Bomber's Moon: A Joe Gunther Novel
“Bomber’s Moon delivers action and adventure, passion and compassion, philosophy and pathos, deft characterization across diverse personalities and backgrounds, description of place so spot-on you’ll feel you’re standing in each scene, with a dollop of sex and romance.”
Series novelists all face the same challenge sooner or later: how to keep both their readers and themselves from getting bored.
It’s a seemingly inevitable outcome of writing about the same characters and places year after year. When you get up to 30 volumes in a series, like Archer Mayor has achieved, then one is almost nervous about reading the latest volume in fear that the author will have finally lost his or her inspiration.
Fear not, kind readers. Mayor long ago mastered the art of not being boring. And with Bomber’s Moon he has given us once again an intriguing, twisty, humanistic crime novel featuring Joe Gunther and his Vermont Bureau of Investigation team.
As usual, the plot follows many tangled threads that spiral out then twine back together. Here they include murder victims, petty thieves, master thieves, drug addicts and dealers, evil masterminds, pathetic victims, and innocent people as collateral damage—pursued and/or investigated by the VBI team, at odds with a young reporter and private investigator—until their discoveries twine together, too.
The action in Bomber’s Moon revolves around Brattleboro, Vermont, one of the cross-culture towns in this low-population state of northern New England. Mayor made his name writing about Vermont, a corner of the country not well understood by the rest of the United States. After so many stories set there, readers who live in the state, or near it, or even hundreds of miles away, continue to gain a realistic understanding of what the place is like on both macro and micro levels.
Mayor’s years of living in Vermont, his skill in evoking not just place but character, and his direct personal and professional experience in the state’s various law enforcement arms inform his police procedurals at an exceptionally high level.
Because he is a fastidious researcher on top of his firsthand knowledge, the story situations remain not only plausible but also scary because of that plausibility. For readers who live in Vermont, the plausibility cuts uncomfortably close.
Readers who started with book 1, Open Season, are by now well acquainted with Joe Gunther, who has advanced to chief of the elite VBI. His eccentric colleagues have stayed with him, and most are present in Bomber’s Moon. Readers entering the series with this new book will get enough background to follow the story without head-scratching, though they may miss nuances and references that series devotees will catch.

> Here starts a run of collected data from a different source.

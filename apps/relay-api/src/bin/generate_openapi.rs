use utoipa::OpenApi;

fn main() {
    let spec = relay_api::routes::ApiDoc::openapi().to_pretty_json().unwrap();
    let out = std::path::Path::new(env!("CARGO_MANIFEST_DIR"))
        .join("../../specs/relay-api.json");
    if let Some(parent) = out.parent() {
        std::fs::create_dir_all(parent).unwrap();
    }
    std::fs::write(&out, spec).unwrap();
    println!("Wrote {}", out.display());
}
//! WebSocket upgrade handler and per-connection event loop.

use std::time::Duration;

use axum::extract::ws::{Message, WebSocket};
use axum::extract::{State, WebSocketUpgrade};
use axum::response::IntoResponse;
use axum::routing::get;
use axum::Router;
use futures_util::stream::{SplitSink, SplitStream};
use futures_util::{SinkExt, StreamExt};
use tokio::time;

use crate::AppState;

use super::events::{
    ClientMessage, EventName, GatewayMessage, HeartbeatPayload, IdentifyPayload, InboundEvent,
    OP_DISPATCH, OP_HEARTBEAT, OP_IDENTIFY,
};
use super::router::RouteError;
use super::session::{Delivery, GatewaySession};

/// Close codes (4000-range for application-level).
const CLOSE_UNKNOWN_ERROR: u16 = 4000;
const CLOSE_UNKNOWN_OPCODE: u16 = 4001;
const CLOSE_DECODE_ERROR: u16 = 4002;
const CLOSE_NOT_AUTHENTICATED: u16 = 4003;
const CLOSE_AUTH_FAILED: u16 = 4004;
const CLOSE_ALREADY_CONNECTED: u16 = 4005;
const CLOSE_SUPERSEDED: u16 = 4006;
const CLOSE_SESSION_TIMEOUT: u16 = 4009;

/// Timeout for receiving IDENTIFY after connection (seconds).
const IDENTIFY_TIMEOUT_SECS: u64 = 10;

/// Heartbeat interval sent to clients in the READY payload (ms).
pub const HEARTBEAT_INTERVAL_MS: u64 = 41250;

type WsSink = SplitSink<WebSocket, Message>;
type WsStream = SplitStream<WebSocket>;

pub fn router() -> Router<AppState> {
    Router::new().route("/gateway", get(ws_upgrade))
}

async fn ws_upgrade(ws: WebSocketUpgrade, State(state): State<AppState>) -> impl IntoResponse {
    ws.on_upgrade(move |socket| handle_connection(socket, state))
}

async fn handle_connection(socket: WebSocket, state: AppState) {
    let (mut ws_tx, mut ws_rx) = socket.split();

    // Step 1: Wait for IDENTIFY within timeout. The connection is
    // unauthenticated until it arrives and verifies.
    let identify = time::timeout(
        Duration::from_secs(IDENTIFY_TIMEOUT_SECS),
        wait_for_identify(&mut ws_rx),
    )
    .await;

    let payload = match identify {
        Ok(Ok(payload)) => payload,
        Ok(Err((code, reason))) => {
            tracing::debug!(%reason, "initial handshake failed");
            let _ = send_close(&mut ws_tx, code, reason).await;
            return;
        }
        Err(_timeout) => {
            let _ = send_close(&mut ws_tx, CLOSE_SESSION_TIMEOUT, "Handshake timeout").await;
            return;
        }
    };

    // Step 2: Identity binding. Nothing is registered on failure.
    let identity = match state.gateway.admit(payload.token.as_deref()).await {
        Ok(identity) => identity,
        Err(err) => {
            tracing::debug!(%err, "admission refused");
            let _ = send_close(&mut ws_tx, CLOSE_AUTH_FAILED, &err.to_string()).await;
            return;
        }
    };

    // Step 3: Register and announce.
    let mut session = match state.gateway.connect(identity) {
        Ok(session) => session,
        Err(err) => {
            tracing::debug!(%err, "duplicate login rejected");
            let _ = send_close(&mut ws_tx, CLOSE_ALREADY_CONNECTED, &err.to_string()).await;
            return;
        }
    };

    let ready = GatewayMessage::dispatch(
        EventName::READY,
        session.next_seq(),
        serde_json::json!({
            "connection_id": session.connection_id(),
            "user": { "username": session.identity() },
            "heartbeat_interval": HEARTBEAT_INTERVAL_MS,
        }),
    );

    if send_json(&mut ws_tx, &ready).await.is_ok() {
        run_session(&mut session, ws_tx, ws_rx).await;
    }

    session.close();
}

/// Read frames until the client's first meaningful message, which must be
/// IDENTIFY.
async fn wait_for_identify(ws_rx: &mut WsStream) -> Result<IdentifyPayload, (u16, &'static str)> {
    while let Some(msg) = ws_rx.next().await {
        let text = match msg {
            Ok(Message::Text(t)) => t,
            Ok(Message::Close(_)) => return Err((CLOSE_UNKNOWN_ERROR, "client closed")),
            Ok(_) => continue,
            Err(e) => {
                tracing::debug!(?e, "ws read error during identify");
                return Err((CLOSE_UNKNOWN_ERROR, "read error"));
            }
        };

        let client_msg: ClientMessage = serde_json::from_str(&text)
            .map_err(|_| (CLOSE_DECODE_ERROR, "Invalid JSON"))?;

        return match client_msg.op {
            OP_IDENTIFY => {
                let payload: IdentifyPayload = if client_msg.d.is_null() {
                    IdentifyPayload::default()
                } else {
                    serde_json::from_value(client_msg.d)
                        .map_err(|_| (CLOSE_DECODE_ERROR, "Invalid identify payload"))?
                };
                Ok(payload)
            }
            _ => Err((CLOSE_NOT_AUTHENTICATED, "Expected IDENTIFY")),
        };
    }
    Err((CLOSE_UNKNOWN_ERROR, "connection closed before identify"))
}

/// Main session event loop: read client events, forward deliveries, enforce heartbeat.
async fn run_session(session: &mut GatewaySession, mut ws_tx: WsSink, mut ws_rx: WsStream) {
    // Heartbeat deadline: client must heartbeat within 1.5× the interval.
    let heartbeat_deadline = Duration::from_millis(HEARTBEAT_INTERVAL_MS * 3 / 2);
    let mut heartbeat_timer = time::interval(heartbeat_deadline);
    heartbeat_timer.tick().await; // First tick fires immediately; skip it.
    let mut got_heartbeat = true;

    loop {
        tokio::select! {
            // Client sends us a message.
            msg = ws_rx.next() => {
                match msg {
                    Some(Ok(Message::Text(text))) => {
                        let client_msg: ClientMessage = match serde_json::from_str(&text) {
                            Ok(m) => m,
                            Err(_) => {
                                let _ = send_close(&mut ws_tx, CLOSE_DECODE_ERROR, "Invalid JSON").await;
                                break;
                            }
                        };

                        match client_msg.op {
                            OP_DISPATCH => {
                                let routed = InboundEvent::decode(client_msg.t.as_deref(), client_msg.d)
                                    .map_err(RouteError::from)
                                    .and_then(|event| session.handle(event));
                                if let Err(err) = routed {
                                    tracing::debug!(
                                        %err,
                                        connection = %session.connection_id(),
                                        "rejected client event"
                                    );
                                    let code = match err {
                                        RouteError::Superseded => CLOSE_SUPERSEDED,
                                        _ => CLOSE_DECODE_ERROR,
                                    };
                                    let _ = send_close(&mut ws_tx, code, &err.to_string()).await;
                                    break;
                                }
                            }
                            OP_HEARTBEAT => {
                                got_heartbeat = true;
                                let payload: HeartbeatPayload =
                                    serde_json::from_value(client_msg.d).unwrap_or(HeartbeatPayload { seq: 0 });
                                let ack = GatewayMessage::heartbeat_ack(payload.seq);
                                if send_json(&mut ws_tx, &ack).await.is_err() {
                                    break;
                                }
                            }
                            OP_IDENTIFY => {
                                // Already identified.
                                let _ = send_close(&mut ws_tx, CLOSE_UNKNOWN_ERROR, "Already identified").await;
                                break;
                            }
                            _ => {
                                let _ = send_close(&mut ws_tx, CLOSE_UNKNOWN_OPCODE, "Unknown opcode").await;
                                break;
                            }
                        }
                    }
                    Some(Ok(Message::Close(_))) | None => break,
                    Some(Err(e)) => {
                        tracing::debug!(?e, connection = %session.connection_id(), "ws read error");
                        break;
                    }
                    Some(Ok(_)) => continue,
                }
            }

            // Delivery from the fan-out hub.
            delivery = session.next() => {
                match delivery {
                    Some(Delivery::Event(event)) => {
                        let msg = session.frame(&event);
                        if send_json(&mut ws_tx, &msg).await.is_err() {
                            break;
                        }
                    }
                    Some(Delivery::Superseded) => {
                        let _ = send_close(&mut ws_tx, CLOSE_SUPERSEDED, "Session superseded").await;
                        break;
                    }
                    None => break,
                }
            }

            // Heartbeat timeout check.
            _ = heartbeat_timer.tick() => {
                if !got_heartbeat {
                    tracing::debug!(
                        connection = %session.connection_id(),
                        "heartbeat timeout, closing connection"
                    );
                    let _ = send_close(&mut ws_tx, CLOSE_SESSION_TIMEOUT, "Heartbeat timeout").await;
                    break;
                }
                got_heartbeat = false;
            }
        }
    }
}

async fn send_json(ws_tx: &mut WsSink, msg: &GatewayMessage) -> Result<(), axum::Error> {
    let json = serde_json::to_string(msg).map_err(axum::Error::new)?;
    ws_tx.send(Message::Text(json.into())).await
}

/// Send a WebSocket close frame with a code and reason.
async fn send_close(ws_tx: &mut WsSink, code: u16, reason: &str) -> Result<(), axum::Error> {
    let close_msg = Message::Close(Some(axum::extract::ws::CloseFrame {
        code,
        reason: reason.to_string().into(),
    }));
    ws_tx.send(close_msg).await
}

One of the reasons why Mayor’s books remain unboring is because he mixes up his troupe of characters and always introduces someone or something new. This might be a little frustrating for readers who prefer to stick with Joe, but he’s never too far offstage and is always involved in the story.
In Bomber’s Moon Joe is the reference point and dot-connector for multiple subplots and viewpoints. It’s a complex case pursued by characters from past books and likely future books, as well as the core investigation team. On-stage time is evenly divided among them, stitched seamlessly together.
Such “head hopping” is a common way to build suspense, especially in crime fiction where it’s almost impossible for a single character to know what needs to be known to advance the plot. Bomber’s Moon offers enlightening viewpoints from minor characters as well, such as the diver who finds one of the murder victims in a raging winter river. That short chapter simultaneously informs us about the harsh realities of the environment, of investigative work, of human dedication and suffering, and anonymous individual heroism like a cherry on top.
The book’s title is drawn from this description:
“There was a full moon, with nary a cloud in the sky, which, when combined with the fresh snow, lent a bright, almost pale blue boldness to the night, similar to the hue at the base of a gas flame. A bomber’s moon, he’d heard an old juicer once call it . . . a World War II term. Before lasers and radar and night vision were standard equipment on planes, night bombers ventured out over an enemy’s monochrome landscape, using only their eyesight to seek out targets, much as [he] was doing now.
“So far, so good, as the ancient drinker had commented, laughing. But beware what you wish for. ‘Whoever you target can target you in return . . . ’”
Bomber’s Moon delivers action and adventure, passion and compassion, philosophy and pathos, deft characterization across diverse personalities and backgrounds, description of place so spot-on you’ll feel you’re standing in each scene, with a dollop of sex and romance—all wrapped around a solid, informative, well-paced investigation. What more can one ask for in a novel?